Few developments in the intellectual life of the past
quarter-century have provoked more controversy than the attempt to
engineer human-like intelligence by artificial means. Born of
computer science, this effort has sparked a continuing debate among
the psychologists, neuroscientists, philosophers, and linguists who
have pioneered--and criticized--artificial intelligence. Are there
general principles, as some computer scientists had originally
hoped, that would fully describe the activity of both animal and
machine minds, just as aerodynamics accounts for the flight of
birds and airplanes? In the twenty substantial interviews published
here, leading researchers address this and other vexing questions
in the field of cognitive science.
The interviewees include Patricia Smith Churchland (Take It
Apart and See How It Runs), Paul M. Churchland (Neural Networks and
Commonsense), Aaron V. Cicourel (Cognition and Cultural Belief),
Daniel C. Dennett (In Defense of AI), Hubert L. Dreyfus
(Cognitivism Abandoned), Jerry A. Fodor (The Folly of Simulation),
John Haugeland (Farewell to GOFAI?), George Lakoff (Embodied Minds
and Meanings), James L. McClelland (Toward a Pragmatic
Connectionism), Allen Newell (The Serial Imperative), Stephen E.

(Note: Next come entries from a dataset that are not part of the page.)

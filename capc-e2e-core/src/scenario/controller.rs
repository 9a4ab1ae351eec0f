use std::panic::AssertUnwindSafe;
use std::path::{Path, PathBuf};
use std::sync::Arc;

use chrono::{DateTime, Utc};
use futures::FutureExt;
use tracing::{error, info, warn};

use super::definition::{ScenarioDefinition, WAIT_DELETE_CLUSTER};
use super::{ScenarioReport, ScenarioState, Transition};
use crate::cancel::CancelToken;
use crate::cleanup::{CleanupGuarantor, ScenarioResources};
use crate::collab::{ClusterRef, ClusterTemplateRequest, OrchestrationEndpoint, TemplateRenderer};
use crate::config::{E2EConfig, KUBERNETES_VERSION};
use crate::errors::{ConfigError, EndpointError, ScenarioError, SetupError};
use crate::poll::{DeadlineBudget, PollOutcome, PollReport, poll_until};
use crate::signature::{ExpectedSignature, SignatureMatcher};
use crate::util::unique_name;

/// Immutable configuration for one run.
#[derive(Clone)]
pub struct ScenarioInput {
    pub e2e_config: Arc<E2EConfig>,
    /// Must be an existing file.
    pub clusterctl_config_path: PathBuf,
    pub endpoint: Arc<dyn OrchestrationEndpoint>,
    pub renderer: Arc<dyn TemplateRenderer>,
    /// Created if absent.
    pub artifact_folder: PathBuf,
    pub skip_cleanup: bool,
    /// Overrides the definition's flavor.
    pub flavor: Option<String>,
}

impl std::fmt::Debug for ScenarioInput {
    fn fmt(&self, f: &mut std::fmt::Formatter<'_>) -> std::fmt::Result {
        f.debug_struct("ScenarioInput")
            .field("endpoint", &self.endpoint.name())
            .field("clusterctl_config_path", &self.clusterctl_config_path)
            .field("artifact_folder", &self.artifact_folder)
            .field("skip_cleanup", &self.skip_cleanup)
            .field("flavor", &self.flavor)
            .finish()
    }
}

/// A scenario in the `Init` state.
#[derive(Debug, Clone)]
pub struct NegativeScenario {
    definition: ScenarioDefinition,
    created_at: DateTime<Utc>,
}

impl NegativeScenario {
    pub fn new(definition: ScenarioDefinition) -> Self {
        Self {
            definition,
            created_at: Utc::now(),
        }
    }

    pub fn invalid_worker_offering() -> Self {
        Self::new(ScenarioDefinition::invalid_worker_offering())
    }

    pub fn definition(&self) -> &ScenarioDefinition {
        &self.definition
    }

    /// Validate `input` and resolve everything the run needs up front.
    pub fn configure(self, input: ScenarioInput) -> Result<ConfiguredScenario, SetupError> {
        let name = self.definition.name.clone();
        let invalid = |message: String| SetupError::InvalidInput {
            scenario: name.clone(),
            message,
        };

        self.definition.validate().map_err(invalid)?;
        if input.endpoint.name().trim().is_empty() {
            return Err(invalid("endpoint name can't be empty".to_string()));
        }
        if !input.clusterctl_config_path.is_file() {
            return Err(SetupError::MissingConfigFile(input.clusterctl_config_path));
        }
        std::fs::create_dir_all(&input.artifact_folder).map_err(|source| SetupError::ArtifactFolder {
            path: input.artifact_folder.clone(),
            source,
        })?;

        let config = &input.e2e_config;
        let kubernetes_version = config.get_variable(KUBERNETES_VERSION)?;
        let signature = ExpectedSignature::from_variable(
            config,
            &self.definition.signature_prefix,
            &self.definition.signature_variable,
        )?;
        let budget = config.get_intervals(&name, &self.definition.wait_key)?;
        let delete_wait = match config.get_intervals(&name, WAIT_DELETE_CLUSTER) {
            Ok(budget) => Some(budget),
            Err(ConfigError::MissingIntervals { .. }) => None,
            Err(e) => return Err(e.into()),
        };

        let flavor = self
            .definition
            .effective_flavor(input.flavor.as_deref())
            .to_string();
        let log_folder = input
            .artifact_folder
            .join("clusters")
            .join(input.endpoint.name());
        let cluster_name = unique_name(&name);

        info!(
            scenario = %name,
            cluster = %cluster_name,
            %flavor,
            signature = %signature,
            %budget,
            "Scenario configured"
        );

        Ok(ConfiguredScenario {
            transitions: vec![
                Transition {
                    state: ScenarioState::Init,
                    at: self.created_at,
                },
                Transition::now(ScenarioState::Configured),
            ],
            started_at: self.created_at,
            definition: self.definition,
            input,
            signature,
            kubernetes_version,
            flavor,
            cluster_name,
            log_folder,
            budget,
            delete_wait,
        })
    }
}

/// A validated scenario, ready to run.
#[derive(Debug)]
pub struct ConfiguredScenario {
    definition: ScenarioDefinition,
    input: ScenarioInput,
    signature: ExpectedSignature,
    kubernetes_version: String,
    flavor: String,
    cluster_name: String,
    log_folder: PathBuf,
    budget: DeadlineBudget,
    delete_wait: Option<DeadlineBudget>,
    transitions: Vec<Transition>,
    started_at: DateTime<Utc>,
}

impl ConfiguredScenario {
    pub fn name(&self) -> &str {
        &self.definition.name
    }

    pub fn cluster_name(&self) -> &str {
        &self.cluster_name
    }

    pub fn signature(&self) -> &ExpectedSignature {
        &self.signature
    }

    pub fn budget(&self) -> DeadlineBudget {
        self.budget
    }

    /// `<artifacts>/clusters/<endpoint name>`, the tree the signature is
    /// searched in.
    pub fn log_folder(&self) -> &Path {
        &self.log_folder
    }

    /// Submit, poll, assert, then tear down. Always ends in `CleanedUp`.
    pub async fn run(mut self, cancel: &CancelToken) -> ScenarioReport {
        let mut transitions = std::mem::take(&mut self.transitions);
        let mut resources = ScenarioResources::new(self.name(), self.log_folder.join("resources"));
        let mut poll = None;

        let outcome = AssertUnwindSafe(self.drive(&mut resources, &mut transitions, &mut poll, cancel))
            .catch_unwind()
            .await;
        let result = match outcome {
            Ok(result) => result,
            Err(payload) => {
                let message = panic_message(payload.as_ref());
                error!(scenario = %self.name(), %message, "Scenario panicked");
                Err(ScenarioError::Panicked {
                    scenario: self.name().to_string(),
                    message,
                })
            }
        };

        match &result {
            Ok(()) => {
                transitions.push(Transition::now(ScenarioState::Succeeded));
                info!(scenario = %self.name(), cluster = %self.cluster_name, "Scenario succeeded");
            }
            Err(e) => {
                transitions.push(Transition::now(ScenarioState::Failed));
                warn!(scenario = %self.name(), cluster = %self.cluster_name, error = %e, "Scenario failed");
            }
        }

        let namespace = resources.namespace.as_ref().map(|ns| ns.name.clone());
        let guarantor = CleanupGuarantor::new(Arc::clone(&self.input.endpoint), self.input.skip_cleanup)
            .with_delete_wait(self.delete_wait);
        let cleanup = guarantor.teardown(resources).await;
        transitions.push(Transition::now(ScenarioState::CleanedUp));

        ScenarioReport::new(
            self.definition.name,
            self.input.endpoint.name().to_string(),
            namespace,
            self.cluster_name,
            self.signature.as_str().to_string(),
            transitions,
            poll,
            cleanup,
            result.err(),
            self.started_at,
        )
    }

    async fn drive(
        &self,
        resources: &mut ScenarioResources,
        transitions: &mut Vec<Transition>,
        poll: &mut Option<PollReport>,
        cancel: &CancelToken,
    ) -> Result<(), ScenarioError> {
        let name = self.name();
        let endpoint = &self.input.endpoint;
        let namespace_failed = |source: EndpointError| SetupError::Namespace {
            scenario: name.to_string(),
            source,
        };

        let namespace = endpoint
            .create_namespace(&unique_name(name))
            .await
            .map_err(namespace_failed)?;
        info!(scenario = %name, namespace = %namespace, "Created namespace");
        resources.namespace = Some(namespace.clone());
        let watch = endpoint
            .watch_namespace_events(&namespace, &resources.resources_dir)
            .await
            .map_err(namespace_failed)?;
        resources.watch = Some(watch);

        let submission = |source: EndpointError| ScenarioError::Submission {
            scenario: name.to_string(),
            endpoint: endpoint.name().to_string(),
            source,
        };
        let request = ClusterTemplateRequest {
            namespace: namespace.name.clone(),
            cluster_name: self.cluster_name.clone(),
            kubernetes_version: self.kubernetes_version.clone(),
            control_plane_machine_count: self.definition.control_plane_machine_count,
            worker_machine_count: self.definition.worker_machine_count,
            flavor: self.flavor.clone(),
            infrastructure_provider: self.definition.infrastructure_provider.clone(),
            kubeconfig_path: endpoint.kubeconfig_path().to_path_buf(),
            clusterctl_config_path: self.input.clusterctl_config_path.clone(),
            log_folder: self.log_folder.clone(),
        };
        let template = self.input.renderer.render(&request).await.map_err(submission)?;
        endpoint.apply(&template).await.map_err(submission)?;
        resources.cluster = Some(ClusterRef::new(namespace.name.clone(), self.cluster_name.clone()));
        transitions.push(Transition::now(ScenarioState::ActionSubmitted));
        info!(scenario = %name, cluster = %self.cluster_name, "Applied cluster template");

        let cluster = endpoint
            .get_cluster_by_name(&self.cluster_name, &namespace.name)
            .await
            .map_err(submission)?;
        resources.cluster = Some(cluster);

        transitions.push(Transition::now(ScenarioState::Polling));
        let matcher = SignatureMatcher::new(
            self.log_folder.clone(),
            self.definition.log_filter(),
            self.signature.clone(),
        );
        info!(scenario = %name, signature = %self.signature, budget = %self.budget, "Waiting for expected error");
        let report = poll_until(&matcher, self.budget, cancel).await;
        let outcome = report.outcome.clone();
        let (attempts, elapsed) = (report.attempts, report.elapsed);
        *poll = Some(report);

        let signature = self.signature.as_str().to_string();
        match outcome {
            PollOutcome::Found(path) => {
                info!(scenario = %name, %path, attempts, "Found expected error");
                Ok(())
            }
            PollOutcome::NotFound => Err(ScenarioError::PollTimeout {
                scenario: name.to_string(),
                signature,
                attempts,
                elapsed,
            }),
            PollOutcome::Error(cause) => Err(ScenarioError::Scan {
                scenario: name.to_string(),
                signature,
                cause,
            }),
            PollOutcome::Cancelled => Err(ScenarioError::Cancelled {
                scenario: name.to_string(),
                signature,
            }),
        }
    }
}

fn panic_message(payload: &(dyn std::any::Any + Send)) -> String {
    if let Some(s) = payload.downcast_ref::<&str>() {
        (*s).to_string()
    } else if let Some(s) = payload.downcast_ref::<String>() {
        s.clone()
    } else {
        "non-string panic payload".to_string()
    }
}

Palmer (Gestalt Psychology Redux), Hilary Putnam (Against the New
Associationism), David E. Rumelhart (From Searching to Seeing),
John R. Searle (Ontology Is the Question), Terrence J. Sejnowski
(The Hardware Really Matters), Herbert A. Simon (Technology Is Not
the Problem), Joseph Weizenbaum (The Myth of the Last Metaphor),
Robert Wilensky (Why Play the Philosophy Game?), Terry A.Winograd
(Computers and Social Values), and Lotfi A. Zadeh (The Albatross of
Classical Logic). "Speaking Minds" can complement more traditional
textbooks but can also stand alone as an introduction to the
field.
Originally published in 1996.
The Princeton Legacy Library uses the latest print-on-demand
technology to again make available previously out-of-print books
from the distinguished backlist of Princeton University Press.
These paperback editions preserve the original texts of these
important books while presenting them in durable paperback
editions. The goal of the Princeton Legacy Library is to vastly
increase access to the rich scholarly heritage found in the
thousands of books published by Princeton University Press since
its founding in 1905.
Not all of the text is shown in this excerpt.